Establishment of a new brain injury model with pancreatitis / 西安交通大学学报(医学版)

ABSTRACT

Objective To establish a stable brain injury model with pancreatitis and explore the mechanism of brain injury resulting from severe acute pancreatitis (SAP) in experimental rat models. Methods Twenty-four adult male Sprague-Dawley rats were randomly divided into three groups sham operation (SO) group, SAP group and trypsin group, with eight rats in each. Brain tissue and pancreas tissue specimens were collected at 12 h after treatment. Death rate in each group was evaluated; the level of tight junction protein zonula occludens 1 (Zo-1) was determined by enzyme-linked immunosorbent assay. The ultrastructure of the brain tissues was examined using transmission electronic microscope; pathological changes in the brain tissues were observed with HE staining. Results The death rate was increased significantly in SAP group compared with that in trypsin group; no rats in SO group died. Zo-1 level was obviously lower in SO group than in SAP group and trypsin group (P<0.05).

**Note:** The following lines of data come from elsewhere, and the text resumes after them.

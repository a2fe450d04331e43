#![allow(dead_code)]

use std::io::Write;

use pkikit::cert::extensions::{
    AltName, AuthorityKeyIdentifier, BasicConstraints, ExtendedKeyUsage, ExtendedKeyUsageOption,
    Extension, ExtensionSet, KeyUsage, KeyUsages, NsCertType, NsCertTypes, SubjectAltName,
    SubjectKeyIdentifier,
};
use pkikit::cert::params::{DistinguishedName, Serial, Validity};
use pkikit::csr::{AttributeUpdate, CsrAttributeType, CsrAttributes, CsrTemplate, SignedCsr};
use pkikit::issuer::CertificateAuthority;
use pkikit::key::KeyPair;
use pkikit::signer::Signer;

pub fn blacklightops_subject() -> DistinguishedName {
    DistinguishedName::build([
        ("commonName", "blacklightops.com"),
        ("countryName", "US"),
        ("ST", "California"),
        ("localityName", "Union City"),
        ("organizationName", "BlacklightOps"),
        ("OU", "TechOps"),
    ])
    .unwrap()
}

fn signing_usages() -> KeyUsage {
    KeyUsage(
        KeyUsages::KeyCertSign
            | KeyUsages::DigitalSignature
            | KeyUsages::NonRepudiation
            | KeyUsages::KeyEncipherment
            | KeyUsages::DataEncipherment,
    )
}

/// The extensions of the BlacklightOps root, including its authority key id.
pub fn ca_extensions() -> ExtensionSet {
    ExtensionSet::build([
        Extension::BasicConstraints(BasicConstraints {
            is_ca: true,
            max_path_length: None,
        }),
        Extension::KeyUsage(signing_usages()),
        Extension::ExtendedKeyUsage(ExtendedKeyUsage {
            usage: vec![
                ExtendedKeyUsageOption::ServerAuth,
                ExtendedKeyUsageOption::ClientAuth,
                ExtendedKeyUsageOption::CodeSigning,
                ExtendedKeyUsageOption::EmailProtection,
                ExtendedKeyUsageOption::TimeStamping,
            ],
        }),
        Extension::NsCertType(NsCertType(
            NsCertTypes::Client
                | NsCertTypes::Server
                | NsCertTypes::Email
                | NsCertTypes::ObjSign
                | NsCertTypes::SslCa
                | NsCertTypes::EmailCa
                | NsCertTypes::ObjCa,
        )),
        Extension::SubjectAltName(SubjectAltName {
            names: vec![
                AltName::Uri("http://example.org/webid#me".to_string()),
                AltName::Ip("127.0.0.1".parse().unwrap()),
            ],
        }),
        Extension::SubjectKeyIdentifier(SubjectKeyIdentifier::derived()),
        Extension::AuthorityKeyIdentifier(AuthorityKeyIdentifier::derived()),
    ])
    .unwrap()
}

/// The BlacklightOps root with a fresh RSA-2048 key.
pub fn generate_ca() -> CertificateAuthority {
    CertificateAuthority::self_signed(
        blacklightops_subject(),
        KeyPair::generate_rsa(2048).unwrap(),
        Serial::from_hex("01").unwrap(),
        Validity::for_years(1),
        ca_extensions(),
    )
    .unwrap()
}

/// A small, fast root for tests that do not care about the key type.
pub fn generate_ecdsa_ca(common_name: &str) -> CertificateAuthority {
    CertificateAuthority::self_signed(
        DistinguishedName::build([("CN", common_name)]).unwrap(),
        KeyPair::generate_ecdsa_p256(),
        Serial::from_u64(1),
        Validity::for_days(30),
        ExtensionSet::build([
            Extension::BasicConstraints(BasicConstraints {
                is_ca: true,
                max_path_length: None,
            }),
            Extension::KeyUsage(KeyUsage(KeyUsages::KeyCertSign | KeyUsages::CRLSign)),
            Extension::SubjectKeyIdentifier(SubjectKeyIdentifier::derived()),
        ])
        .unwrap(),
    )
    .unwrap()
}

pub fn example_org_subject() -> DistinguishedName {
    DistinguishedName::build([
        ("CN", "example.org"),
        ("C", "US"),
        ("ST", "Virginia"),
        ("L", "Blacksburg"),
        ("O", "Test"),
        ("OU", "Test"),
    ])
    .unwrap()
}

/// The example.org request: attributes set, then merged with the final values.
pub fn example_org_csr(key: &KeyPair) -> SignedCsr {
    let mut attributes = CsrAttributes::new();
    attributes
        .set([
            (CsrAttributeType::ChallengePassword, "password"),
            (CsrAttributeType::UnstructuredName, "My company"),
        ])
        .unwrap();
    attributes
        .update(
            [(CsrAttributeType::UnstructuredName, "My Company, Inc.")],
            AttributeUpdate::Merge,
        )
        .unwrap();

    let requested = ExtensionSet::build([Extension::SubjectAltName(SubjectAltName {
        names: vec![
            AltName::Dns("test.domain.com".to_string()),
            AltName::Dns("other.domain.com".to_string()),
            AltName::Dns("www.domain.net".to_string()),
        ],
    })])
    .unwrap();

    let template = CsrTemplate::new(example_org_subject(), key.public_key(), attributes, requested)
        .unwrap();
    Signer::default().sign_default(template, key).unwrap()
}

/// The extensions the CA appends when issuing the client certificate.
pub fn client_extensions() -> Vec<Extension> {
    vec![
        Extension::BasicConstraints(BasicConstraints {
            is_ca: true,
            max_path_length: None,
        }),
        Extension::KeyUsage(signing_usages()),
    ]
}

pub fn write_debug_pem(name: &str, pem: &str) {
    std::fs::create_dir_all(".debug_certs").unwrap();
    std::fs::File::create(format!(".debug_certs/{name}.pem"))
        .unwrap()
        .write_all(pem.as_bytes())
        .unwrap();
}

The ultrastructural changes were seen in the latter two groups, including obvious neuronal cell swelling, capiliary stasis, increased vascular permeability, thrombosis and cell apoptosis. Conclusion Trypsin may cause brain injury with pancratitis. The death rate of SAP model established by trypsin was low. We have provided a stable animal brain injury model for further study and treatment of brain injury.